Here is a comprehensive, textbook-sourced guide to AKI, CKD, and Dialysis.
Acute Kidney Injury (AKI), Chronic Kidney Disease (CKD), and Dialysis
Sources: Harrison's Principles of Internal Medicine 22E, Brenner and Rector's The Kidney, Comprehensive Clinical Nephrology 7th Edition, Fischer's Mastery of Surgery 8th Edition, Textbook of Family Medicine 9e
Part 1: Acute Kidney Injury (AKI)
Definition
AKI is defined (KDIGO criteria) as any of the following:
- A rise in serum creatinine (SCr) ≥0.3 mg/dL within 48 hours, OR
- A rise in SCr to ≥1.5× baseline within 7 days, OR
- Urine output <0.5 mL/kg/h for ≥6 hours
AKI is distinguished from CKD by duration: CKD requires impaired function or structural damage for >3 months.
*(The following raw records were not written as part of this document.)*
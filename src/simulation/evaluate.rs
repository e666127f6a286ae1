//! Reference environment evaluation
use crate::envs::{
    Environment, RunnerKind, StepLimit, VecEnv, VelocityRunner, VelocityRunnerConfig,
};
use crate::logging::StatsLogger;
use crate::torch::ActorVCritic;
use crate::utils::RecencyWindow;
use crate::{Prng, TrainError};
use tch::{Device, Tensor};

/// Number of recent evaluation episodes averaged in the evaluation metrics.
pub const EVAL_WINDOW: usize = 1;

/// Return, cost and length of one evaluation episode.
#[derive(Debug, Default, Clone, Copy, PartialEq)]
pub struct EpisodeTotals {
    pub ret: f64,
    pub cost: f64,
    pub len: u64,
}

/// A reference environment that the policy is periodically evaluated on.
#[derive(Debug)]
pub struct EvalProbe<E> {
    name: String,
    env: VecEnv<E>,
    deterministic: bool,
    return_window: RecencyWindow,
    cost_window: RecencyWindow,
    length_window: RecencyWindow,
}

impl<E: Environment> EvalProbe<E> {
    /// # Args
    /// * `name` - Metric key prefix; metrics are stored as `Metrics/{name}EvalEp{Ret,Cost,Len}`.
    /// * `env` - Single-slot environment. Its episodes must end on their own.
    /// * `deterministic` - Act with the action distribution mode instead of sampling.
    pub fn new(name: impl Into<String>, env: VecEnv<E>, deterministic: bool) -> Self {
        Self {
            name: name.into(),
            env,
            deterministic,
            return_window: RecencyWindow::new(EVAL_WINDOW),
            cost_window: RecencyWindow::new(EVAL_WINDOW),
            length_window: RecencyWindow::new(EVAL_WINDOW),
        }
    }

    pub fn name(&self) -> &str {
        &self.name
    }

    pub const fn deterministic(&self) -> bool {
        self.deterministic
    }

    /// Run one episode to termination or truncation.
    pub fn run_episode(
        &mut self,
        policy: &ActorVCritic,
        rng: &mut Prng,
    ) -> Result<EpisodeTotals, TrainError> {
        let observation_dim = self.env.observation_dim() as i64;
        let mut observation = self.env.reset(rng);
        let mut totals = EpisodeTotals::default();
        loop {
            let input = Tensor::of_slice(&observation)
                .f_reshape(&[1, observation_dim])?
                .f_to_device(policy.device())?;
            let actions = policy
                .step(&input, self.deterministic, rng)
                .actions
                .f_flatten(0, -1)?
                .f_to_device(Device::Cpu)?;
            let step = self.env.step(&Vec::<f32>::from(&actions), rng)?;
            totals.ret += step.rewards[0];
            totals.cost += step.costs[0];
            totals.len += 1;
            if step.terminated[0] || step.truncated[0] {
                return Ok(totals);
            }
            observation = step.observations;
        }
    }

    /// Run an episode, record it and store the windowed means.
    pub fn evaluate<L: StatsLogger + ?Sized>(
        &mut self,
        policy: &ActorVCritic,
        logger: &mut L,
        rng: &mut Prng,
    ) -> Result<EpisodeTotals, TrainError> {
        let totals = self.run_episode(policy, rng)?;
        self.return_window.push(totals.ret);
        self.cost_window.push(totals.cost);
        self.length_window.push(totals.len as f64);
        for (suffix, window) in [
            ("Ret", &self.return_window),
            ("Cost", &self.cost_window),
            ("Len", &self.length_window),
        ] {
            if let Some(mean) = window.mean() {
                logger.store(&format!("Metrics/{}EvalEp{}", self.name, suffix), mean);
            }
        }
        Ok(totals)
    }
}

/// Evaluates the policy on fixed reference environments.
///
/// Evaluation results are for monitoring only and never feed into training.
#[derive(Debug)]
pub struct Evaluator<E> {
    probes: Vec<EvalProbe<E>>,
}

impl Evaluator<StepLimit<VelocityRunner>> {
    /// Deterministic evaluation on the nominal runner and stochastic evaluation on the runner
    /// with a heavy back leg.
    pub fn reference(rng: &mut Prng) -> Self {
        let probe = |name: &str, kind, deterministic, rng: &mut Prng| {
            let runner = VelocityRunnerConfig::with_kind(kind).build_env(rng);
            let env = StepLimit::new(runner, StepLimit::<VelocityRunner>::DEFAULT_MAX_STEPS);
            EvalProbe::new(name, VecEnv::new(vec![env], true), deterministic)
        };
        Self::new(vec![
            probe("Nominal", RunnerKind::Nominal, true, rng),
            probe("Leg", RunnerKind::Leg, false, rng),
        ])
    }
}

impl<E: Environment> Evaluator<E> {
    pub fn new(probes: Vec<EvalProbe<E>>) -> Self {
        Self { probes }
    }

    pub fn probes(&self) -> &[EvalProbe<E>] {
        &self.probes
    }

    /// Run one episode on each probe in order.
    pub fn evaluate<L: StatsLogger + ?Sized>(
        &mut self,
        policy: &ActorVCritic,
        logger: &mut L,
        rng: &mut Prng,
    ) -> Result<Vec<EpisodeTotals>, TrainError> {
        self.probes
            .iter_mut()
            .map(|probe| {
                log::debug!("evaluating on {}", probe.name());
                probe.evaluate(policy, logger, rng)
            })
            .collect()
    }
}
An intermediate entity - Acute Kidney Disease (AKD) - applies when kidney dysfunction is present for <3 months but does not meet classic AKI criteria.
Staging (KDIGO / AKIN / RIFLE)
| System | Stage | SCr Criteria | Urine Output |
|---|
| KDIGO/AKIN | Stage 1 | ≥0.3 mg/dL or ≥50% rise | <0.5 mL/kg/h for >6 h |
| KDIGO/AKIN | Stage 2 | ≥100% rise (2× baseline) | <0.5 mL/kg/h for >12 h |
| KDIGO/AKIN | Stage 3 | ≥200% rise or need for RRT | <0.3 mL/kg/h for >24 h or anuria >12 h |
| RIFLE | Loss | Need for RRT >4 weeks | - |
| RIFLE | End-stage | Need for RRT >3 months | - |
- Brenner and Rector's The Kidney, Table 29.2
Etiology and Classification
AKI is divided into three broad categories:
Fig. 321-1 from Harrison's Principles of Internal Medicine 22E - Classification of major AKI causes
1. Prerenal Azotemia (most common)
- Results from inadequate renal plasma flow and reduced intraglomerular hydrostatic pressure
- Common causes: hypovolemia, decreased cardiac output (CHF, liver failure), medications impairing renal autoregulation (NSAIDs, ACE inhibitors, ARBs, cyclosporine)
- No parenchymal damage - rapidly reversible when perfusion restored
- Prolonged prerenal state -> ischemic tubular injury -> ATN
- Autoregulatory mediators involved: angiotensin II, norepinephrine, vasopressin, prostaglandins (prostacyclin, PGE2), nitric oxide
- Note: SGLT-2 inhibitors do not appear to increase AKI risk and may have a protective effect
- Harrison's Principles of Internal Medicine 22E, Ch. 321
2. Intrinsic Renal AKI
- Tubular (ATN): ischemia or nephrotoxins (aminoglycosides, cisplatin, contrast, amphotericin B, PPIs, NSAIDs, immune checkpoint inhibitors)
- Exogenous: iodinated contrast, cisplatin, aminoglycosides, amphotericin B
- Endogenous: hemolysis, rhabdomyolysis, myeloma, intratubular crystals
- SCr rise with aminoglycosides/cisplatin is characteristically delayed 3-5 days to 2 weeks
- Glomerular: acute glomerulonephritis
- Vascular: vasculitis, malignant hypertension, TTP-HUS
- Interstitial: acute interstitial nephritis (AIN) - drug-induced allergic reaction
3. Postrenal (Obstructive)
- Bladder outlet obstruction (benign prostatic hyperplasia most common in men)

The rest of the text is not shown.